» **Material to process**

BEGIN

//! Error types for the metasearch-core crate.
//!
//! Every failure an engine invocation can hit is one of these variants.
//! The taxonomy is closed: [`crate::classify::classify`] maps each variant
//! onto a suspend/no-suspend decision without inspecting message text.

use crate::incident::IncidentContext;
use std::time::Duration;

/// Default suspension for an engine answering with a CAPTCHA (one day).
pub const CAPTCHA_SUSPENDED_TIME: Duration = Duration::from_secs(86_400);
/// Default suspension for an engine reporting rate limiting (one hour).
pub const TOO_MANY_REQUESTS_SUSPENDED_TIME: Duration = Duration::from_secs(3_600);
/// Default suspension for an engine denying access (one day).
pub const ACCESS_DENIED_SUSPENDED_TIME: Duration = Duration::from_secs(86_400);

/// Errors raised by a [`crate::http::Transport`].
#[derive(Debug, Clone, thiserror::Error)]
pub enum TransportError {
    /// TLS handshake or certificate verification failed.
    #[error("TLS error: {message}")]
    Tls {
        /// Transport-supplied description.
        message: String,
    },

    /// Connect or read timeout, including an exhausted invocation budget.
    #[error("timeout: {message}")]
    Timeout {
        /// Transport-supplied description.
        message: String,
    },

    /// Any other transport or protocol failure (connection refused,
    /// malformed stream, too many redirects, unexpected HTTP status).
    #[error("HTTP error: {message}")]
    Http {
        /// Transport-supplied description.
        message: String,
        /// Status, reason and host when a response was received.
        context: IncidentContext,
    },
}

impl TransportError {
    /// Generic HTTP failure without response context.
    pub fn http(message: impl Into<String>) -> Self {
        Self::Http {
            message: message.into(),
            context: IncidentContext::default(),
        }
    }
}

/// Engine-semantic refusals detected in an otherwise valid response.
#[derive(Debug, Clone, thiserror::Error)]
pub enum EngineChallenge {
    /// The engine answered with a CAPTCHA page.
    #[error("CAPTCHA: {message}")]
    Captcha {
        /// Engine-supplied description.
        message: String,
        /// Override for the default suspension time.
        suspended_time: Option<Duration>,
    },

    /// The engine is rate limiting this instance.
    #[error("too many requests: {message}")]
    TooManyRequests {
        /// Engine-supplied description.
        message: String,
        /// Override for the default suspension time.
        suspended_time: Option<Duration>,
    },

    /// The engine refused access (HTTP 402/403, blocked IP, API key).
    #[error("access denied: {message}")]
    AccessDenied {
        /// Engine-supplied description.
        message: String,
        /// Override for the default suspension time.
        suspended_time: Option<Duration>,
    },
}

impl EngineChallenge {
    /// CAPTCHA challenge with the default suspension time.
    pub fn captcha(message: impl Into<String>) -> Self {
        Self::Captcha {
            message: message.into(),
            suspended_time: None,
        }
    }

    /// Rate limit with the default suspension time.
    pub fn too_many_requests(message: impl Into<String>) -> Self {
        Self::TooManyRequests {
            message: message.into(),
            suspended_time: None,
        }
    }

    /// Access denied with the default suspension time.
    pub fn access_denied(message: impl Into<String>) -> Self {
        Self::AccessDenied {
            message: message.into(),
            suspended_time: None,
        }
    }

    /// The engine-supplied message.
    pub fn message(&self) -> &str {
        match self {
            Self::Captcha { message, .. }
            | Self::TooManyRequests { message, .. }
            | Self::AccessDenied { message, .. } => message,
        }
    }

    /// How long the engine should be suspended after this challenge.
    pub fn suspended_time(&self) -> Duration {
        match self {
            Self::Captcha { suspended_time, .. } => {
                suspended_time.unwrap_or(CAPTCHA_SUSPENDED_TIME)
            }
            Self::TooManyRequests { suspended_time, .. } => {
                suspended_time.unwrap_or(TOO_MANY_REQUESTS_SUSPENDED_TIME)
            }
            Self::AccessDenied { suspended_time, .. } => {
                suspended_time.unwrap_or(ACCESS_DENIED_SUSPENDED_TIME)
            }
        }
    }
}

/// Errors that can occur during a single engine invocation.
#[derive(Debug, Clone, thiserror::Error)]
pub enum SearchError {
    /// The HTTP transport failed.
    #[error(transparent)]
    Transport(#[from] TransportError),

    /// The engine refused to serve the request.
    #[error(transparent)]
    Engine(#[from] EngineChallenge),

    /// Failed to parse the engine response.
    #[error("parse error: {0}")]
    Parse(String),

    /// Invalid search or engine configuration.
    #[error("config error: {0}")]
    Config(String),

    /// Anything the taxonomy does not name.
    #[error("unexpected error: {0}")]
    Unclassified(String),
}

impl SearchError {
    /// Response context attached to this error, if any.
    pub fn context(&self) -> IncidentContext {
        match self {
            Self::Transport(TransportError::Http { context, .. }) => context.clone(),
            _ => IncidentContext::default(),
        }
    }
}

/// Convenience type alias for metasearch-core results.
pub type Result<T> = std::result::Result<T, SearchError>;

END

» **What you should do**
The records above need to be transcribed in full. Keep every character unchanged.

» **Task result**
//! Error types for the metasearch-core crate.
//!
//! Every failure an engine invocation can hit is one of these variants.
//! The taxonomy is closed: [`crate::classify::classify`] maps each variant
//! onto a suspend/no-suspend decision without inspecting message text.

use crate::incident::IncidentContext;
use std::time::Duration;

/// Default suspension for an engine answering with a CAPTCHA (one day).
pub const CAPTCHA_SUSPENDED_TIME: Duration = Duration::from_secs(86_400);
/// Default suspension for an engine reporting rate limiting (one hour).
pub const TOO_MANY_REQUESTS_SUSPENDED_TIME: Duration = Duration::from_secs(3_600);
/// Default suspension for an engine denying access (one day).
pub const ACCESS_DENIED_SUSPENDED_TIME: Duration = Duration::from_secs(86_400);

/// Errors raised by a [`crate::http::Transport`].
#[derive(Debug, Clone, thiserror::Error)]
pub enum TransportError {
    /// TLS handshake or certificate verification failed.
    #[error("TLS error: {message}")]
    Tls {
        /// Transport-supplied description.
        message: String,
    },

    /// Connect or read timeout, including an exhausted invocation budget.
    #[error("timeout: {message}")]
    Timeout {
        /// Transport-supplied description.
        message: String,
    },

    /// Any other transport or protocol failure (connection refused,
    /// malformed stream, too many redirects, unexpected HTTP status).
    #[error("HTTP error: {message}")]
    Http {
        /// Transport-supplied description.
        message: String,
        /// Status, reason and host when a response was received.
        context: IncidentContext,
    },
}

impl TransportError {
    /// Generic HTTP failure without response context.
    pub fn http(message: impl Into<String>) -> Self {
        Self::Http {
            message: message.into(),
            context: IncidentContext::default(),
        }
    }
}

/// Engine-semantic refusals detected in an otherwise valid response.
#[derive(Debug, Clone, thiserror::Error)]
pub enum EngineChallenge {
    /// The engine answered with a CAPTCHA page.
    #[error("CAPTCHA: {message}")]
    Captcha {
        /// Engine-supplied description.
        message: String,
        /// Override for the default suspension time.
        suspended_time: Option<Duration>,
    },

    /// The engine is rate limiting this instance.
    #[error("too many requests: {message}")]
    TooManyRequests {
        /// Engine-supplied description.
        message: String,
        /// Override for the default suspension time.
        suspended_time: Option<Duration>,
    },

    /// The engine refused access (HTTP 402/403, blocked IP, API key).
    #[error("access denied: {message}")]
    AccessDenied {
        /// Engine-supplied description.
        message: String,
        /// Override for the default suspension time.
        suspended_time: Option<Duration>,
    },
}

impl EngineChallenge {
    /// CAPTCHA challenge with the default suspension time.
    pub fn captcha(message: impl Into<String>) -> Self {
        Self::Captcha {
            message: message.into(),
            suspended_time: None,
        }
    }

    /// Rate limit with the default suspension time.
    pub fn too_many_requests(message: impl Into<String>) -> Self {
        Self::TooManyRequests {
            message: message.into(),
            suspended_time: None,
        }
    }

    /// Access denied with the default suspension time.
    pub fn access_denied(message: impl Into<String>) -> Self {
        Self::AccessDenied {
            message: message.into(),
            suspended_time: None,
        }
    }

    /// The engine-supplied message.
    pub fn message(&self) -> &str {
        match self {
            Self::Captcha { message, .. }
            | Self::TooManyRequests { message, .. }
            | Self::AccessDenied { message, .. } => message,
        }
    }

    /// How long the engine should be suspended after this challenge.
    pub fn suspended_time(&self) -> Duration {
        match self {
            Self::Captcha { suspended_time, .. } => {
                suspended_time.unwrap_or(CAPTCHA_SUSPENDED_TIME)
            }
            Self::TooManyRequests { suspended_time, .. } => {
                suspended_time.unwrap_or(TOO_MANY_REQUESTS_SUSPENDED_TIME)
            }
            Self::AccessDenied { suspended_time, .. } => {
                suspended_time.unwrap_or(ACCESS_DENIED_SUSPENDED_TIME)
            }
        }
    }
}

/// Errors that can occur during a single engine invocation.
#[derive(Debug, Clone, thiserror::Error)]
pub enum SearchError {
    /// The HTTP transport failed.
    #[error(transparent)]
    Transport(#[from] TransportError),

    /// The engine refused to serve the request.
    #[error(transparent)]
    Engine(#[from] EngineChallenge),

    /// Failed to parse the engine response.
    #[error("parse error: {0}")]
    Parse(String),

    /// Invalid search or engine configuration.
    #[error("config error: {0}")]
    Config(String),

    /// Anything the taxonomy does not name.
    #[error("unexpected error: {0}")]
    Unclassified(String),
}

impl SearchError {
    /// Response context attached to this error, if any.
    pub fn context(&self) -> IncidentContext {
        match self {
            Self::Transport(TransportError::Http { context, .. }) => context.clone(),
            _ => IncidentContext::default(),
        }
    }
}

/// Convenience type alias for metasearch-core results.
pub type Result<T> = std::result::Result<T, SearchError>;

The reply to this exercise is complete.